## What you should do:
Should a line below contain the word "slot", report it.

## Dataset extract:
+++
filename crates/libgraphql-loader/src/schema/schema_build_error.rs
use thiserror::Error;

#[derive(Clone, Debug, Error, PartialEq)]
pub enum SchemaBuildError {
    #[error("Failed to parse introspection JSON: {0}")]
    InvalidJson(String),

    #[error("Introspection result defines `{type_name}` more than once")]
    DuplicateTypeDefinition { type_name: String },

    #[error("Root {operation} type `{type_name}` is not defined in the introspection result")]
    UndefinedRootType {
        operation: &'static str,
        type_name: String,
    },

    #[error("Introspection type reference of kind `{kind:?}` is missing its {missing}")]
    MalformedTypeRef {
        kind: crate::schema::TypeKind,
        missing: &'static str,
    },
}
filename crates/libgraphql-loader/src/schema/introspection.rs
//! Serde model of a JSON introspection result, i.e. the response to the
//! standard introspection query.

use crate::schema::TypeKind;
use serde::Deserialize;

#[derive(Debug, Deserialize)]
#[serde(untagged)]
pub(crate) enum IntrospectionResponse {
    Wrapped { data: IntrospectionData },
    Bare(IntrospectionData),
}
impl IntrospectionResponse {
    pub(crate) fn into_schema(self) -> IntrospectionSchema {
        match self {
            Self::Wrapped { data } | Self::Bare(data) => data.schema,
        }
    }
}

#[derive(Debug, Deserialize)]
pub(crate) struct IntrospectionData {
    #[serde(rename = "__schema")]
    pub(crate) schema: IntrospectionSchema,
}

#[derive(Debug, Deserialize)]
#[serde(rename_all = "camelCase")]
pub(crate) struct IntrospectionSchema {
    pub(crate) mutation_type: Option<NamedRef>,
    pub(crate) query_type: NamedRef,
    pub(crate) subscription_type: Option<NamedRef>,
    pub(crate) types: Vec<IntrospectionType>,
}

#[derive(Debug, Deserialize)]
pub(crate) struct NamedRef {
    pub(crate) name: String,
}

#[derive(Debug, Deserialize)]
#[serde(rename_all = "camelCase")]
pub(crate) struct IntrospectionType {
    #[serde(default)]
    pub(crate) fields: Option<Vec<IntrospectionField>>,
    pub(crate) kind: TypeKind,
    pub(crate) name: String,
    #[serde(default)]
    pub(crate) possible_types: Option<Vec<NamedRef>>,
}

#[derive(Debug, Deserialize)]
pub(crate) struct IntrospectionField {
    #[serde(default)]
    pub(crate) args: Option<Vec<IntrospectionInputValue>>,
    pub(crate) name: String,
    #[serde(rename = "type")]
    pub(crate) type_ref: IntrospectionTypeRef,
}

#[derive(Debug, Deserialize)]
pub(crate) struct IntrospectionInputValue {
    pub(crate) name: String,
}

#[derive(Debug, Deserialize)]
#[serde(rename_all = "camelCase")]
pub(crate) struct IntrospectionTypeRef {
    pub(crate) kind: TypeKind,
    #[serde(default)]
    pub(crate) name: Option<String>,
    #[serde(default)]
    pub(crate) of_type: Option<Box<IntrospectionTypeRef>>,
}
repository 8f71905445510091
pub(crate) const GREEN_CHECK: &str = "\u{1b}[32m✔\u{1b}[0m";
pub(crate) const RED_X: &str = "\u{1b}[31m✘\u{1b}[0m";
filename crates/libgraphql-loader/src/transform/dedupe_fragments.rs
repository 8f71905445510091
use crate::node::AstNode;
use crate::node::AstValue;
use crate::node::kind;
use std::collections::HashSet;

/// Drops every fragment definition whose name was already defined earlier in
/// the document. Operations are never touched and relative order is kept.
///
/// Same-named fragments are not compared; the first one wins even when the
/// bodies differ. Returns the number of definitions removed.
pub fn dedupe_fragments(document: &mut AstNode) -> usize {
    let Some(definitions) = document.list_mut("definitions") else {
        return 0;
    };

    let mut seen_names = HashSet::new();
    let before = definitions.len();
    definitions.retain(|def| {
        let Some(name) = fragment_name(def) else {
            return true;
        };
        if seen_names.insert(name.to_string()) {
            true
        } else {
            log::debug!("Dropping duplicate definition of fragment `{name}`.");
            false
        }
    });
    before - definitions.len()
}

fn fragment_name(def: &AstValue) -> Option<&str> {
    def.as_node()
        .filter(|node| node.is_kind(kind::FRAGMENT_DEFINITION))
        .and_then(AstNode::name)
}
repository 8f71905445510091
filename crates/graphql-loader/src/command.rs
use crate::Cli;
use crate::CommandResult;

pub(crate) trait RunnableCommand: std::fmt::Debug {
    async fn run(self, cli: Cli) -> CommandResult;
}
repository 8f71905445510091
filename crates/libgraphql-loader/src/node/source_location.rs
use crate::ast;
use serde::Serialize;
use std::path::Path;
use std::path::PathBuf;

/// Very similar to graphql_parser's [Pos](graphql_parser::Pos), except it
/// includes a PathBuf to the file the node was parsed from.
///
/// Lines and columns are 1-based, as reported by the parser.
#[derive(Clone, Debug, PartialEq, Eq, Hash, Serialize)]
pub struct SourceLocation {
    pub column: usize,
    #[serde(skip_serializing_if = "Option::is_none")]
    pub file: Option<PathBuf>,
    pub line: usize,
}
impl SourceLocation {
    pub(crate) fn from_pos(file: Option<&Path>, pos: ast::Pos) -> Self {
        Self {
            column: pos.column,
            file: file.map(Path::to_path_buf),
            line: pos.line,
        }
    }

    /// The location of the first character of a file.
    pub(crate) fn start_of(file: Option<&Path>) -> Self {
        Self {
            column: 1,
            file: file.map(Path::to_path_buf),
            line: 1,
        }
    }

    pub(crate) fn to_pos(&self) -> ast::Pos {
        ast::Pos {
            line: self.line,
            column: self.column,
        }
    }
}
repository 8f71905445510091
//! Locating and loading the schema that documents are validated against.

mod introspection;
#[allow(clippy::module_inception)]
mod schema;
mod schema_build_error;
mod schema_locator;
mod schema_type;

pub use schema::Schema;
pub use schema_build_error::SchemaBuildError;
pub use schema_locator::SchemaNotFoundError;
pub use schema_locator::locate_schema_file;
pub use schema_type::SchemaField;
pub use schema_type::SchemaType;
pub use schema_type::TypeKind;
pub use schema_type::TypeRef;
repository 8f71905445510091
use crate::node::AstValue;
use crate::node::SourceLocation;
use crate::node::kind;
use indexmap::IndexMap;
use serde::Serialize;

/// A single node of the tagged tree.
///
/// Serializes to the familiar JSON GraphQL AST shape, e.g.
/// `{"kind": "FragmentSpread", "name": {"kind": "Name", "value": "F"}}`.
/// `loc` is omitted from the output once it has been stripped.
#[derive(Clone, Debug, PartialEq, Serialize)]
pub struct AstNode {
    pub kind: String,
    #[serde(skip_serializing_if = "Option::is_none")]
    pub loc: Option<SourceLocation>,
    #[serde(flatten)]
    pub fields: IndexMap<String, AstValue>,
}
impl AstNode {
    pub fn new(kind: impl Into<String>) -> Self {
        Self {
            kind: kind.into(),
            loc: None,
            fields: IndexMap::new(),
        }
    }

    /// Shorthand for a `Name` node holding `value`.
    pub fn name_node(value: impl Into<String>) -> Self {
        Self::new(kind::NAME).with("value", value.into())
    }

    pub fn with(mut self, key: &str, value: impl Into<AstValue>) -> Self {
        self.fields.insert(key.to_string(), value.into());
        self
    }

    pub fn with_loc(mut self, loc: Option<SourceLocation>) -> Self {
        self.loc = loc;
        self
    }

    pub fn get(&self, key: &str) -> Option<&AstValue> {
        self.fields.get(key)
    }

    pub fn is_kind(&self, kind: &str) -> bool {
        self.kind == kind
    }

    /// The child node stored under `key`, if that slot holds a node.
    pub fn node(&self, key: &str) -> Option<&AstNode> {
        self.get(key).and_then(AstValue::as_node)
    }

    /// The nodes held by the list stored under `key`.
    pub fn nodes(&self, key: &str) -> impl Iterator<Item = &AstNode> {
        let items = match self.get(key) {
            Some(AstValue::List(items)) => items.as_slice(),
            _ => &[],
        };
        items.iter().filter_map(AstValue::as_node)
    }

    pub fn list_mut(&mut self, key: &str) -> Option<&mut Vec<AstValue>> {
        match self.fields.get_mut(key) {
            Some(AstValue::List(items)) => Some(items),
            _ => None,
        }
    }

    pub fn into_list(mut self, key: &str) -> Vec<AstValue> {
        match self.fields.swap_remove(key) {
            Some(AstValue::List(items)) => items,
            _ => vec![],
        }
    }

    pub fn str_field(&self, key: &str) -> Option<&str> {
        self.get(key).and_then(AstValue::as_str)
    }

    /// The string value of this node's `name` child (itself a `Name` node).
    pub fn name(&self) -> Option<&str> {
        self.node("name").and_then(|name| name.str_field("value"))
    }

    /// Every node held directly by this node, in slot order.
    pub fn children(&self) -> Vec<&AstNode> {
        let mut children = vec![];
        for value in self.fields.values() {
            value.collect_nodes(&mut children);
        }
        children
    }

    pub fn children_mut(&mut self) -> Vec<&mut AstNode> {
        let mut children = vec![];
        for value in self.fields.values_mut() {
            value.collect_nodes_mut(&mut children);
        }
        children
    }

    /// Depth-first, pre-order iteration over this node and all of its
    /// descendants.
    pub fn preorder(&self) -> Preorder<'_> {
        Preorder { pending: vec![self] }
    }
}

pub struct Preorder<'a> {
    pending: Vec<&'a AstNode>,
}
impl<'a> Iterator for Preorder<'a> {
    type Item = &'a AstNode;

    fn next(&mut self) -> Option<Self::Item> {
        let node = self.pending.pop()?;
        self.pending.extend(node.children().into_iter().rev());
        Some(node)
    }
}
+++
## Result for this exercise:
    /// The child node stored under `key`, if that slot holds a node.
    /// Every node held directly by this node, in slot order.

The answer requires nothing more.